◆ What is needed
Please copy every line from the following entries in which the word "only" appears.

◆ Entries provided
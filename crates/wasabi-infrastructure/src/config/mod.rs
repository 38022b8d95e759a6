//! Configuration
//!
//! [`AppConfig`] aggregates the per-subsystem configs; [`ConfigLoader`]
//! layers defaults, an optional TOML file and `WASABI_*` environment
//! variables into it.

pub mod loader;
pub mod types;

pub use loader::ConfigLoader;
pub use types::AppConfig;
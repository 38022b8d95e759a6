//! Structured logging with tracing
//!
//! [`Logger`] builds a JSON subscriber from [`LogConfig`] and hands it out
//! as a [`Dispatch`]. Nothing is installed globally unless the binary asks
//! for it; components receive the dispatch through construction.
//!
//! Three forms are available:
//!
//! | Form | Use |
//! |------|-----|
//! | [`Logger`] | owns the subscriber and its configuration |
//! | [`FriendlyLogger`] | message-only convenience calls |
//! | [`Dispatch`] | raw handle for adapters that emit their own events |

use std::fmt;
use std::panic::Location;
use tracing::level_filters::LevelFilter;
use tracing::{Dispatch, Level, debug, error, info, warn};
use tracing_subscriber::fmt::MakeWriter;
use tracing_subscriber::layer::SubscriberExt;
use tracing_subscriber::{EnvFilter, Registry, fmt as fmt_layer};
use wasabi_domain::error::{Error, Result};
use wasabi_domain::error_ext::ErrorContext;
use wasabi_domain::value_objects::LogConfig;

/// Base logger
#[derive(Clone)]
pub struct Logger {
    dispatch: Dispatch,
    level: Level,
    caller_depth: u32,
}

impl Logger {
    /// JSON lines on stdout
    pub fn new(config: &LogConfig) -> Self {
        Self::with_writer(config, std::io::stdout)
    }

    /// JSON lines on `writer`
    pub fn with_writer<W>(config: &LogConfig, writer: W) -> Self
    where
        W: for<'w> MakeWriter<'w> + Send + Sync + 'static,
    {
        let parsed = parse_log_level(&config.level);
        let level = parsed.as_ref().copied().unwrap_or(Level::INFO);

        let filter = EnvFilter::builder()
            .with_default_directive(LevelFilter::from_level(level).into())
            .parse_lossy("");
        let json = fmt_layer::layer()
            .json()
            .with_current_span(true)
            .with_span_list(true)
            .with_target(true)
            .with_file(true)
            .with_line_number(true)
            .with_writer(writer);
        let dispatch = Dispatch::new(Registry::default().with(filter).with(json));

        if parsed.is_err() {
            tracing::dispatcher::with_default(&dispatch, || {
                warn!(level = %config.level, "invalid log level, falling back to info");
            });
        }

        Self {
            dispatch,
            level,
            caller_depth: config.caller_depth,
        }
    }

    /// Raw handle for components that log on their own
    pub fn dispatch(&self) -> Dispatch {
        self.dispatch.clone()
    }

    /// Effective minimum level
    pub fn level(&self) -> Level {
        self.level
    }

    /// Wrapper frames skipped when [`FriendlyLogger`] reports its caller
    pub fn caller_depth(&self) -> u32 {
        self.caller_depth
    }

    pub fn friendly(&self) -> FriendlyLogger {
        FriendlyLogger {
            dispatch: self.dispatch.clone(),
            caller_depth: self.caller_depth,
        }
    }

    /// Make this logger the process default so library events are kept
    pub fn install_global(&self) -> Result<()> {
        tracing::dispatcher::set_global_default(self.dispatch.clone())
            .context("Failed to install global logger")
    }
}

impl fmt::Debug for Logger {
    fn fmt(&self, f: &mut fmt::Formatter<'_>) -> fmt::Result {
        f.debug_struct("Logger")
            .field("level", &self.level)
            .field("caller_depth", &self.caller_depth)
            .finish_non_exhaustive()
    }
}

/// Message-only logger
///
/// Each event carries a `caller` field. With `caller_depth` 0 it names the
/// line inside this wrapper that emitted the event; with 1 or more the
/// wrapper frame is skipped and it names the code that called the wrapper.
#[derive(Clone)]
pub struct FriendlyLogger {
    dispatch: Dispatch,
    caller_depth: u32,
}

impl FriendlyLogger {
    #[track_caller]
    pub fn debug(&self, message: impl fmt::Display) {
        let caller = self.caller(Location::caller());
        tracing::dispatcher::with_default(&self.dispatch, || {
            debug!(caller = %caller, "{message}");
        });
    }

    #[track_caller]
    pub fn info(&self, message: impl fmt::Display) {
        let caller = self.caller(Location::caller());
        tracing::dispatcher::with_default(&self.dispatch, || {
            info!(caller = %caller, "{message}");
        });
    }

    #[track_caller]
    pub fn warn(&self, message: impl fmt::Display) {
        let caller = self.caller(Location::caller());
        tracing::dispatcher::with_default(&self.dispatch, || {
            warn!(caller = %caller, "{message}");
        });
    }

    #[track_caller]
    pub fn error(&self, message: impl fmt::Display) {
        let caller = self.caller(Location::caller());
        tracing::dispatcher::with_default(&self.dispatch, || {
            error!(caller = %caller, "{message}");
        });
    }

    /// `call_site` when the wrapper frame is skipped, this file otherwise
    fn caller(&self, call_site: &'static Location<'static>) -> &'static Location<'static> {
        if self.caller_depth == 0 {
            Location::caller()
        } else {
            call_site
        }
    }
}

impl fmt::Debug for FriendlyLogger {
    fn fmt(&self, f: &mut fmt::Formatter<'_>) -> fmt::Result {
        f.debug_struct("FriendlyLogger")
            .field("caller_depth", &self.caller_depth)
            .finish_non_exhaustive()
    }
}

/// Parse log level string to tracing Level
pub fn parse_log_level(level: &str) -> Result<Level> {
    match level.trim().to_lowercase().as_str() {
        "trace" => Ok(Level::TRACE),
        "debug" => Ok(Level::DEBUG),
        "info" => Ok(Level::INFO),
        "warn" | "warning" => Ok(Level::WARN),
        "error" => Ok(Level::ERROR),
        _ => Err(Error::Configuration {
            message: format!(
                "Invalid log level: {level}. Use trace, debug, info, warn, or error"
            ),
            source: None,
        }),
    }
}

/// Log health check result
pub fn log_health_check(component: &str, healthy: bool, details: Option<&str>) {
    if healthy {
        debug!(component = component, "Health check passed");
    } else {
        error!(
            component = component,
            details = details.unwrap_or("Unknown failure"),
            "Health check failed"
        );
    }
}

◆ Result of the task
//! | [`FriendlyLogger`] | message-only convenience calls |
/// Message-only logger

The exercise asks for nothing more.